→ **Description of the task**
Which lines below include the string "skipped"? Please show each one.

##### Task data

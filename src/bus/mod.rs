//! Bus subscription boundary
//!
//! A [`MessageBus`] turns a [`Topic`] into a [`Subscription`]: an ordered
//! stream of decoded [`Message`]s. Each listener drains its subscription from
//! a single task, so deliveries for one topic never overlap.

pub mod local;

pub use local::LocalBus;

use tokio::sync::broadcast;

use crate::error::BusError;
use crate::message::{Message, Topic};

/// Default per-subscriber queue depth
pub const DEFAULT_BUS_CAPACITY: usize = 64;

/// Source of topic subscriptions
pub trait MessageBus: Send + Sync + 'static {
    /// Subscribe to `topic`; failure here is a startup error
    fn subscribe(&self, topic: &Topic) -> Result<Subscription, BusError>;
}

/// Ordered stream of messages for one topic
#[derive(Debug)]
pub struct Subscription {
    topic: Topic,
    rx: broadcast::Receiver<Message>,
    lagged: u64,
}

impl Subscription {
    /// Wrap the receiving end of a topic channel
    pub fn new(topic: Topic, rx: broadcast::Receiver<Message>) -> Self {
        Self { topic, rx, lagged: 0 }
    }

    /// Topic this subscription follows
    pub fn topic(&self) -> &Topic {
        &self.topic
    }

    /// Messages skipped because this subscriber fell behind
    pub fn lagged(&self) -> u64 {
        self.lagged
    }

    /// Next message, or `None` once the publisher side is gone
    ///
    /// Falling behind skips the oldest messages and carries on with the rest,
    /// still in publish order.
    pub async fn recv(&mut self) -> Option<Message> {
        loop {
            match self.rx.recv().await {
                Ok(msg) => return Some(msg),
                Err(broadcast::error::RecvError::Lagged(skipped)) => {
                    self.lagged += skipped;
                    tracing::warn!(
                        topic = %self.topic.name,
                        skipped = skipped,
                        "Subscriber lagged, messages skipped"
                    );
                }
                Err(broadcast::error::RecvError::Closed) => return None,
            }
        }
    }
}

##########

→ **Exercise result**
    /// Messages skipped because this subscriber fell behind
                Err(broadcast::error::RecvError::Lagged(skipped)) => {
                    self.lagged += skipped;
                        skipped = skipped,
                        "Subscriber lagged, messages skipped"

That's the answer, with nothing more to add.